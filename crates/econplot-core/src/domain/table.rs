use serde::{Deserialize, Serialize};

use crate::{ObservationDate, SourceKind};

/// Values of one requested series, positionally aligned with the table dates.
#[derive(Debug, Clone, PartialEq, Serialize, Deserialize)]
pub struct ValueColumn {
    pub identifier: String,
    pub source: SourceKind,
    pub values: Vec<Option<f64>>,
}

impl ValueColumn {
    pub fn new(identifier: impl Into<String>, source: SourceKind, values: Vec<Option<f64>>) -> Self {
        Self {
            identifier: identifier.into(),
            source,
            values,
        }
    }

    pub fn present(&self) -> impl Iterator<Item = f64> + '_ {
        self.values.iter().filter_map(|value| *value)
    }

    pub fn missing_count(&self) -> usize {
        self.values.iter().filter(|value| value.is_none()).count()
    }
}

/// Date-keyed table of one or more series.
///
/// Dates are ascending and unique, every column has exactly one cell per
/// date, and columns keep request order. A freshly aligned table has no
/// missing cells; transforms may introduce them.
#[derive(Debug, Clone, PartialEq, Serialize, Deserialize)]
pub struct AlignedTable {
    dates: Vec<ObservationDate>,
    columns: Vec<ValueColumn>,
}

impl AlignedTable {
    /// Returns `None` when a column length disagrees with the date count or
    /// the dates are not strictly ascending.
    pub fn new(dates: Vec<ObservationDate>, columns: Vec<ValueColumn>) -> Option<Self> {
        if columns.iter().any(|column| column.values.len() != dates.len()) {
            return None;
        }
        if dates.windows(2).any(|pair| pair[0] >= pair[1]) {
            return None;
        }
        Some(Self { dates, columns })
    }

    pub fn empty() -> Self {
        Self {
            dates: Vec::new(),
            columns: Vec::new(),
        }
    }

    pub fn dates(&self) -> &[ObservationDate] {
        &self.dates
    }

    pub fn columns(&self) -> &[ValueColumn] {
        &self.columns
    }

    pub fn column(&self, index: usize) -> Option<&ValueColumn> {
        self.columns.get(index)
    }

    pub fn row_count(&self) -> usize {
        self.dates.len()
    }

    pub fn column_count(&self) -> usize {
        self.columns.len()
    }

    pub fn is_empty(&self) -> bool {
        self.dates.is_empty()
    }

    pub fn first_date(&self) -> Option<ObservationDate> {
        self.dates.first().copied()
    }

    pub fn last_date(&self) -> Option<ObservationDate> {
        self.dates.last().copied()
    }

    /// Sources involved, in first-seen order.
    pub fn sources(&self) -> Vec<SourceKind> {
        let mut sources = Vec::new();
        for column in &self.columns {
            if !sources.contains(&column.source) {
                sources.push(column.source);
            }
        }
        sources
    }

    /// Replaces every column's values with `transform(values)`, keeping dates
    /// and row order. The closure must return one cell per row.
    pub fn map_columns<F>(&self, mut transform: F) -> Self
    where
        F: FnMut(&[Option<f64>]) -> Vec<Option<f64>>,
    {
        let columns = self
            .columns
            .iter()
            .map(|column| {
                let values = transform(&column.values);
                debug_assert_eq!(values.len(), self.dates.len());
                ValueColumn::new(column.identifier.clone(), column.source, values)
            })
            .collect();

        Self {
            dates: self.dates.clone(),
            columns,
        }
    }

    /// Smallest and largest present value across all columns.
    pub fn value_range(&self) -> Option<(f64, f64)> {
        self.columns
            .iter()
            .flat_map(ValueColumn::present)
            .fold(None, |range, value| match range {
                None => Some((value, value)),
                Some((low, high)) => Some((low.min(value), high.max(value))),
            })
    }
}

***

_Instructions for the task_
Each line of the data that holds the word "Some" should be copied.

_Written solution_
        Some(Self { dates, columns })
                None => Some((value, value)),
                Some((low, high)) => Some((low.min(value), high.max(value))),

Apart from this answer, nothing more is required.